Source data
%%

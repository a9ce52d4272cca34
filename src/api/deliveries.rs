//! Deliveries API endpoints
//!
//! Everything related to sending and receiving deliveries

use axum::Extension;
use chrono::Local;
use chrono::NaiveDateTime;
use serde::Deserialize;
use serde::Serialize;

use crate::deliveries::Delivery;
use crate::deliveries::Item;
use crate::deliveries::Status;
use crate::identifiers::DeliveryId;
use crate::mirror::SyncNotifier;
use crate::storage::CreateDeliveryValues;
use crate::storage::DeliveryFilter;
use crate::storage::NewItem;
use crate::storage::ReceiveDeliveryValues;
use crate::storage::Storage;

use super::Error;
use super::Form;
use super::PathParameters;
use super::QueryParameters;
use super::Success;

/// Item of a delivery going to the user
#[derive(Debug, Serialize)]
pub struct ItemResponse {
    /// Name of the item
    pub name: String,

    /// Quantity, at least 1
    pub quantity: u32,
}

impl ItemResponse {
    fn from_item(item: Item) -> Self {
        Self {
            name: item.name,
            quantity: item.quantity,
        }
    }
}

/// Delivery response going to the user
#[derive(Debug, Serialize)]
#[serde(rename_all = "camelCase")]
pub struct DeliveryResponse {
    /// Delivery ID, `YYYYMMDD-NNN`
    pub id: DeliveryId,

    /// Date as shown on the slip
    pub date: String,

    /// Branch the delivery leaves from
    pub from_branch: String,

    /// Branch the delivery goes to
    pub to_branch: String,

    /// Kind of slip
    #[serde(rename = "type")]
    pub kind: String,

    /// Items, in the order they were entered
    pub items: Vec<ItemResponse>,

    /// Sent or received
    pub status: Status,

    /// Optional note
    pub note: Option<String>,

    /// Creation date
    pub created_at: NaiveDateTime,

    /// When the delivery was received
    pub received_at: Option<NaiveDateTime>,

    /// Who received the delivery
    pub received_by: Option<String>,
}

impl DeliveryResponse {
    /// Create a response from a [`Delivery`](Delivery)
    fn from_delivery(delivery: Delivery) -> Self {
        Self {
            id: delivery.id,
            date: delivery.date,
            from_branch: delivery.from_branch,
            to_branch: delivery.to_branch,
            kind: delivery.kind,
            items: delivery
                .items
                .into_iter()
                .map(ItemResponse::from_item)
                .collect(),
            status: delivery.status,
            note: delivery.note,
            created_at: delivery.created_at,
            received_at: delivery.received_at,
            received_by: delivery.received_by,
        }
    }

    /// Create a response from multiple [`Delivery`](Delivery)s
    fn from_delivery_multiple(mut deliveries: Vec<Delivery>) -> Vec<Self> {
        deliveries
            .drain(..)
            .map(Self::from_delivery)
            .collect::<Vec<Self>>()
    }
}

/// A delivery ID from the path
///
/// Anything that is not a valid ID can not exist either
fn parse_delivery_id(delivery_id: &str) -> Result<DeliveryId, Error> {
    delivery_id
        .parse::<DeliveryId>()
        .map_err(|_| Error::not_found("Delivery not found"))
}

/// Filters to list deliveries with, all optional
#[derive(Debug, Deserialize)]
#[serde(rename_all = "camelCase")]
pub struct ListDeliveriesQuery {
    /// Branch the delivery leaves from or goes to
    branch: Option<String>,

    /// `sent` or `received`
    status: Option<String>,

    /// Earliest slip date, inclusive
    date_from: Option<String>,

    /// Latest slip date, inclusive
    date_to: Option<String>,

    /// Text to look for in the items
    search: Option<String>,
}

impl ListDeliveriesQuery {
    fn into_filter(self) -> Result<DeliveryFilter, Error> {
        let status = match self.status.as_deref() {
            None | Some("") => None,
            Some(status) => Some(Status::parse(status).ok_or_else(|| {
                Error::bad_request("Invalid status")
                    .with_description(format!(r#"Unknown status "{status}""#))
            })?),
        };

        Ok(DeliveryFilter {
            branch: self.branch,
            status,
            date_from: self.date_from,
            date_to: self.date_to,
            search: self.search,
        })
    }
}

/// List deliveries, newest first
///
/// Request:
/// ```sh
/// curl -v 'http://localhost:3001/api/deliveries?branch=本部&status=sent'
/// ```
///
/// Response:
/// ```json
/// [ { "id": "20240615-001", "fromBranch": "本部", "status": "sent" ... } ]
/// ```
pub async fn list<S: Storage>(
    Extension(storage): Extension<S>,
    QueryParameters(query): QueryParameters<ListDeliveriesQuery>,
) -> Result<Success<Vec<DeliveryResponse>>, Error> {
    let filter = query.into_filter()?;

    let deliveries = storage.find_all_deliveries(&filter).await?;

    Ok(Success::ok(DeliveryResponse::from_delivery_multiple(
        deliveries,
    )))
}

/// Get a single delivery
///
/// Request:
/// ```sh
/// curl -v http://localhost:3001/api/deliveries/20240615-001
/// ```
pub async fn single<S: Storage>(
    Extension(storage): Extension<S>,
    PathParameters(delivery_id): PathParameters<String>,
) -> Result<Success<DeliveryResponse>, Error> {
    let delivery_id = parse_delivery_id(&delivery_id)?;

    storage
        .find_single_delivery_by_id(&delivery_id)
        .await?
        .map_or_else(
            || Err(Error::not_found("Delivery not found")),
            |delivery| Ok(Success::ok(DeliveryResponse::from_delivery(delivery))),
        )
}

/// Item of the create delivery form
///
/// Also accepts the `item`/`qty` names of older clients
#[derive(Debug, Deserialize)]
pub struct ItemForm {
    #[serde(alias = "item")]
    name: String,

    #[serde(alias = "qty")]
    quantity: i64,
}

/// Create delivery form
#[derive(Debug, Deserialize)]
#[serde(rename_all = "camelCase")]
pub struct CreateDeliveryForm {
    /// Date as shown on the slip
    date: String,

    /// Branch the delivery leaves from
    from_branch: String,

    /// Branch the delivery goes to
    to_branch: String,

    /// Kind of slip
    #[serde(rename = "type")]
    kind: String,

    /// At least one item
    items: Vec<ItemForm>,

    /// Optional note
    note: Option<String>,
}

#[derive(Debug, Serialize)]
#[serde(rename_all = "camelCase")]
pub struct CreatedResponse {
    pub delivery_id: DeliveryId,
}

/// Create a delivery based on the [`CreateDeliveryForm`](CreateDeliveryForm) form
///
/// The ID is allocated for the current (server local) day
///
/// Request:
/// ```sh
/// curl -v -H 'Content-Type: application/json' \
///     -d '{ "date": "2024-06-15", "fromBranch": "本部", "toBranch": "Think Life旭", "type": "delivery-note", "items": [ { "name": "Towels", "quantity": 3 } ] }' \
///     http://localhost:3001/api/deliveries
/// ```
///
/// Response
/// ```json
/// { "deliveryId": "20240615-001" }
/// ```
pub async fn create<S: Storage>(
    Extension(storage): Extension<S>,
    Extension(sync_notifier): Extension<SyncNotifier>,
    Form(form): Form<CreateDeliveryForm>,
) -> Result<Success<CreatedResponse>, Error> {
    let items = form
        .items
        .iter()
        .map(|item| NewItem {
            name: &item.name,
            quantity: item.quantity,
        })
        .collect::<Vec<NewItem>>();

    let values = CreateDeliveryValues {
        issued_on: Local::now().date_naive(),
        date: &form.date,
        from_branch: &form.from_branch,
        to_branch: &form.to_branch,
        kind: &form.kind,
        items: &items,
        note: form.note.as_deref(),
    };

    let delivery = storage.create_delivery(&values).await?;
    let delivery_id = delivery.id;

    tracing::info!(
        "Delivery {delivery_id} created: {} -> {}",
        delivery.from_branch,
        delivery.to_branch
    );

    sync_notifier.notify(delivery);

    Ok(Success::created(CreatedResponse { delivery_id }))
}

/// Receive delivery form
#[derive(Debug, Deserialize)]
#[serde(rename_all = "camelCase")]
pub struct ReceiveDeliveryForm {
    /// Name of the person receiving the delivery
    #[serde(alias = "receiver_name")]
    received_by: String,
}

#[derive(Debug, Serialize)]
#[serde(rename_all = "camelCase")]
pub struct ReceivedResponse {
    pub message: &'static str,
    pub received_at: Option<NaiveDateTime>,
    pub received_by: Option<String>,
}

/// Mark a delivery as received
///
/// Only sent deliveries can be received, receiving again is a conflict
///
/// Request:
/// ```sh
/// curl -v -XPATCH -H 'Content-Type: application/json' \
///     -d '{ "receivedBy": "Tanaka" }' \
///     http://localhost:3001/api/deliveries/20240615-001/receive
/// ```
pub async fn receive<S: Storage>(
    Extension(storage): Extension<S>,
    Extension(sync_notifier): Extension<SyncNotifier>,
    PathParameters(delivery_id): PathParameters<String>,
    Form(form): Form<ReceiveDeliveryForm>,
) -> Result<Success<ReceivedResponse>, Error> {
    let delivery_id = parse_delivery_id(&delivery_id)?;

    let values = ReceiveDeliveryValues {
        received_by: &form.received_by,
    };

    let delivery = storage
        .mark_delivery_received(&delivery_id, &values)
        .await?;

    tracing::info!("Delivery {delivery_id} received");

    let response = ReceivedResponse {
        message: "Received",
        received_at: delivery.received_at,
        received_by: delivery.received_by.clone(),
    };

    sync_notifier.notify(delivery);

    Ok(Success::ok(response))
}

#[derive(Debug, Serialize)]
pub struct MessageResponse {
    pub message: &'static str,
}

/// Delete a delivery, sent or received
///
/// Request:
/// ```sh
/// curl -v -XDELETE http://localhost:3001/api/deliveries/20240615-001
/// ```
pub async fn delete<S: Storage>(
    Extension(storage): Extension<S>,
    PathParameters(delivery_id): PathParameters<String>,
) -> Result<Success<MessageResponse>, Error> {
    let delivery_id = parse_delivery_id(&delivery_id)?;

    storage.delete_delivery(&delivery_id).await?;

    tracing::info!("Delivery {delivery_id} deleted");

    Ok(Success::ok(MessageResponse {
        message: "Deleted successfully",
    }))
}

%%
%%

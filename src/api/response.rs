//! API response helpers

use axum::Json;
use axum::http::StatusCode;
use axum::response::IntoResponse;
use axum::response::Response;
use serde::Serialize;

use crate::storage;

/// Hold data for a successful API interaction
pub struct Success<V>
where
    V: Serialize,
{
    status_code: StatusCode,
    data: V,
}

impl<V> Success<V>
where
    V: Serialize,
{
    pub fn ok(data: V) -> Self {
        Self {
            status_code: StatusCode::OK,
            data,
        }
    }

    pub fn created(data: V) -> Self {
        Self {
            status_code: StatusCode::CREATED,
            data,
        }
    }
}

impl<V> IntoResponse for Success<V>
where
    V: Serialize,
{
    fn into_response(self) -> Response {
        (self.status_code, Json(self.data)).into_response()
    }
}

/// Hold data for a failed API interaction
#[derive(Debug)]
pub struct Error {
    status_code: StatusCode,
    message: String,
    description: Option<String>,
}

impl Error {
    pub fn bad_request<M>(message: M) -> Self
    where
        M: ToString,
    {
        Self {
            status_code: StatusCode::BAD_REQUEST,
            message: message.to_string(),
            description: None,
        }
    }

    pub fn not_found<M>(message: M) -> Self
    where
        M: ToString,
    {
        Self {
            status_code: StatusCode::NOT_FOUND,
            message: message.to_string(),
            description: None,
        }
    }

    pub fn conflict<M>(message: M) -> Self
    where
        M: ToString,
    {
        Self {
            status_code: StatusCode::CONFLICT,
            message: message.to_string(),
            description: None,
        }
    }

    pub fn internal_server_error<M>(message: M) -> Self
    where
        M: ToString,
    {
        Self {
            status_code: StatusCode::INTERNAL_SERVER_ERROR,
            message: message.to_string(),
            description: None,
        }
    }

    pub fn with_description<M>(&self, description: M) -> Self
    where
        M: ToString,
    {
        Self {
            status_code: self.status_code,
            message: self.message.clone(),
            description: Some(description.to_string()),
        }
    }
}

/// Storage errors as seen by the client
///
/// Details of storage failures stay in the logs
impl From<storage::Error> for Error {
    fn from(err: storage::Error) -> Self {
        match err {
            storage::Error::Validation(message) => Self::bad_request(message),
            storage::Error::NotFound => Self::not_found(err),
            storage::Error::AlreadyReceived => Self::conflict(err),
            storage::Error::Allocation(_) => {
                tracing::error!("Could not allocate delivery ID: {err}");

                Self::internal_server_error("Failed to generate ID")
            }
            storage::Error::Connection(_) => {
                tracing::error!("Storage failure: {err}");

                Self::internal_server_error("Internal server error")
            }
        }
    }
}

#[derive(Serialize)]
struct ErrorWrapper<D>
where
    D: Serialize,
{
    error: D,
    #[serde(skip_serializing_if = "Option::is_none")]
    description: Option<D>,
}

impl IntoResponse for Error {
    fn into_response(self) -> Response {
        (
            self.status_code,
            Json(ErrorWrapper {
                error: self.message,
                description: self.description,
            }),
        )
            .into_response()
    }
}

%%
%%

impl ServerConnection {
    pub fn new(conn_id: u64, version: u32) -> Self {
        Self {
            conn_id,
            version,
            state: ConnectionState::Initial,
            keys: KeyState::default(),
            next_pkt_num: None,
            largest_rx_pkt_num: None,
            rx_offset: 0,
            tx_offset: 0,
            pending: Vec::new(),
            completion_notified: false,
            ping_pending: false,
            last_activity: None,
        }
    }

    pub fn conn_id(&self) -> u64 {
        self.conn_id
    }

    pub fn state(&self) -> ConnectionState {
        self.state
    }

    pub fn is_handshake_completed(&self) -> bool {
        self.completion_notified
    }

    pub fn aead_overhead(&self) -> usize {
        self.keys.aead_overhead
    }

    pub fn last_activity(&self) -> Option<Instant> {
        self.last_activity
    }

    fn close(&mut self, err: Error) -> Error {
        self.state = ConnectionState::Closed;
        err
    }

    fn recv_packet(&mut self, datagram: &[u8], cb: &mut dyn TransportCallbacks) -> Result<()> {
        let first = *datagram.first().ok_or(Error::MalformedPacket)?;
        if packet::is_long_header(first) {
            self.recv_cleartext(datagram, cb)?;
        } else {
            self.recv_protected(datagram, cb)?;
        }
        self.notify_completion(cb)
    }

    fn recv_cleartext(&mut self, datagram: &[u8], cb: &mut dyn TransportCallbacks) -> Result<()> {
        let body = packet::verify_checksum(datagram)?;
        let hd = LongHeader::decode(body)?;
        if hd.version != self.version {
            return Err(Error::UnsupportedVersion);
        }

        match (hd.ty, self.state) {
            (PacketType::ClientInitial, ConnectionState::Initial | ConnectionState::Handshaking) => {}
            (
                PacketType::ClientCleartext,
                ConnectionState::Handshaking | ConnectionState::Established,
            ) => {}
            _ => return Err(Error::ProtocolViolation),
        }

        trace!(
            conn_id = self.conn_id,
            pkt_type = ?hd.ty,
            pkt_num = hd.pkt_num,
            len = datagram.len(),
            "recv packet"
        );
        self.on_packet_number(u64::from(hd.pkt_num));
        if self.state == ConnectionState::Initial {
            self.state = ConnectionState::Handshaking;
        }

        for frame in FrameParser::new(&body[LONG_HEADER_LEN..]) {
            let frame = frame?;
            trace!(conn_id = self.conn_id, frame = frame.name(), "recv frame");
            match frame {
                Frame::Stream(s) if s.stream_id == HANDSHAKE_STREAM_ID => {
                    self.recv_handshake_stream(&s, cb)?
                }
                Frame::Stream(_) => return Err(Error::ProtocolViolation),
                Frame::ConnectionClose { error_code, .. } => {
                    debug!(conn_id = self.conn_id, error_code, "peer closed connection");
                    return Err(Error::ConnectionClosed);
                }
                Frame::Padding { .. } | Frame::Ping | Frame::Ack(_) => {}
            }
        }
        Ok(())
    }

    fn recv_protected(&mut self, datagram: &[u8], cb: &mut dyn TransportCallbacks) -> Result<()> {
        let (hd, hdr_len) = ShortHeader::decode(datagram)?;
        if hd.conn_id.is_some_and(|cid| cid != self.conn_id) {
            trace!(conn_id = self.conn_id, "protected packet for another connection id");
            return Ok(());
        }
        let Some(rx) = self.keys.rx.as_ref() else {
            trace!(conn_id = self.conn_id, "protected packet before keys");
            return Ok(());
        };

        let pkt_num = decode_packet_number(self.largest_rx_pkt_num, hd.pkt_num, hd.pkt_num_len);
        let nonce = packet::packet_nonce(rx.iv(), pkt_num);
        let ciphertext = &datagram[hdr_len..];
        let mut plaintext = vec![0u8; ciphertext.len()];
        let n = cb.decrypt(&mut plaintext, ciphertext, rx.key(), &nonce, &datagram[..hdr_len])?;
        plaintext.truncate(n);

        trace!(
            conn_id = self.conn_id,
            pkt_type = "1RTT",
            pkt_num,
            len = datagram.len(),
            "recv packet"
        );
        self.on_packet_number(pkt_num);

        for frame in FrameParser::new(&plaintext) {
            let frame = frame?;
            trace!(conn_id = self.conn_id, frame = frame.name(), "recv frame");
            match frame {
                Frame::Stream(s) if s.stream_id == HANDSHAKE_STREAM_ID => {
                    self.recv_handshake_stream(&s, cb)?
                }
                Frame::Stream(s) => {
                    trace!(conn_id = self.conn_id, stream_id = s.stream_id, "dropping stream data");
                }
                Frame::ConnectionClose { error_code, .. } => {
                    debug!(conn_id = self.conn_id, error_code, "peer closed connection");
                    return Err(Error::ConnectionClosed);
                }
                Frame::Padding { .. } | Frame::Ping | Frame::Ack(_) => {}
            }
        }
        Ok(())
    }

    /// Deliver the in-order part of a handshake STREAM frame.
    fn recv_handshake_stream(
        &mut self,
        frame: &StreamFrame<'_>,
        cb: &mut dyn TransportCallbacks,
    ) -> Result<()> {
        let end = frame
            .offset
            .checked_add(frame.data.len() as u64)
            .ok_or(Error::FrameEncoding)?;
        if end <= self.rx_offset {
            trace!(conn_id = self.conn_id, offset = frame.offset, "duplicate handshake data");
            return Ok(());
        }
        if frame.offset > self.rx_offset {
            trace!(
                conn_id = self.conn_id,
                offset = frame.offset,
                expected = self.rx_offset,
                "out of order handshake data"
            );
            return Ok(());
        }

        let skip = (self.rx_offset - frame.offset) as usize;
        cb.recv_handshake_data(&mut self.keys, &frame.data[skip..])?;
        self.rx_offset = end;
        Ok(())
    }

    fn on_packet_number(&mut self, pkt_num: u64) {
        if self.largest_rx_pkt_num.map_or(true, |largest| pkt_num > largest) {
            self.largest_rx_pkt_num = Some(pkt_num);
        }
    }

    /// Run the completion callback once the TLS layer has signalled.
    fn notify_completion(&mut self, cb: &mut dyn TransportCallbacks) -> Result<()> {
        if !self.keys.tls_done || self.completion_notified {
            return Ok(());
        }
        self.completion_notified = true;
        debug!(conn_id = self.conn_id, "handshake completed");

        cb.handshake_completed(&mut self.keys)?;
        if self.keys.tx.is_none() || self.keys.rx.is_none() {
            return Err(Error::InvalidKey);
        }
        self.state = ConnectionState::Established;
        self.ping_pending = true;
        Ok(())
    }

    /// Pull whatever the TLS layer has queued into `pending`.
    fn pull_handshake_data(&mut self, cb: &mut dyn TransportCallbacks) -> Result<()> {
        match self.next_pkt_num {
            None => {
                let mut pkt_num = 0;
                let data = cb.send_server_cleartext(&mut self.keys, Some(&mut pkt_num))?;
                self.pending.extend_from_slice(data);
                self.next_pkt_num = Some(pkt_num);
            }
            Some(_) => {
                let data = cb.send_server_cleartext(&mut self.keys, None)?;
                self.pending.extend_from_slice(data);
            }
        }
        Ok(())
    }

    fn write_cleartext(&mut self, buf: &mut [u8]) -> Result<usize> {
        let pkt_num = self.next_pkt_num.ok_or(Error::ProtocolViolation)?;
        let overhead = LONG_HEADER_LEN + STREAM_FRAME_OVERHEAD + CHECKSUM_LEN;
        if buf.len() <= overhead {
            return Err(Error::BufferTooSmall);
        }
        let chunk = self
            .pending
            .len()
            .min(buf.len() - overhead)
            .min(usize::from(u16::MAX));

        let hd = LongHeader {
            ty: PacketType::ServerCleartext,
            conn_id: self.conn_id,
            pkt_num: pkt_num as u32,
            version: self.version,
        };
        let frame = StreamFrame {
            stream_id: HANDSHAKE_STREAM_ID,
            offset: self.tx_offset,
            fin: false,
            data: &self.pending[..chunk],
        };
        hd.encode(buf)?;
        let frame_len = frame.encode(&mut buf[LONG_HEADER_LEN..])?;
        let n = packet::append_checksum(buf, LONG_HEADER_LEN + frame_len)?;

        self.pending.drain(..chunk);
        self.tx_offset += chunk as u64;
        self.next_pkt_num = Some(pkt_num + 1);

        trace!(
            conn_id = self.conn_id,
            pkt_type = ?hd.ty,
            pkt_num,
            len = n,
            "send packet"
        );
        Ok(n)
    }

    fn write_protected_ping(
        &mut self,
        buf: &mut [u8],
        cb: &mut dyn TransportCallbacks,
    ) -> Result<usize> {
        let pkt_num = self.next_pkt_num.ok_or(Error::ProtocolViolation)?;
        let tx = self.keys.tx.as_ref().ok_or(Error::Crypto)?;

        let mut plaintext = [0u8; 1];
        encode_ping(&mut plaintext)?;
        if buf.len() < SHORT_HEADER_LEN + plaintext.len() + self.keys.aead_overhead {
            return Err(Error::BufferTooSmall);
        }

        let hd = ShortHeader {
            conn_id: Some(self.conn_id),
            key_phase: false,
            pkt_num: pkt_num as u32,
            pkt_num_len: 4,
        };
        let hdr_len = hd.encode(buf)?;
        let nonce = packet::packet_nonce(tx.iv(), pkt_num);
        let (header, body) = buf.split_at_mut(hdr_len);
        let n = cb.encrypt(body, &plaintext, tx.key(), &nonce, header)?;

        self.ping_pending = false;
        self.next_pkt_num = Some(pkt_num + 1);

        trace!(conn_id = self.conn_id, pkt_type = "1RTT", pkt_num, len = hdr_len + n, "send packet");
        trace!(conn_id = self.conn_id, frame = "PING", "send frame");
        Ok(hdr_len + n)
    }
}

%%

For each line in the data above that contains the string "first", extract the line.

/// List deliveries, newest first
        let first = *datagram.first().ok_or(Error::MalformedPacket)?;
        if packet::is_long_header(first) {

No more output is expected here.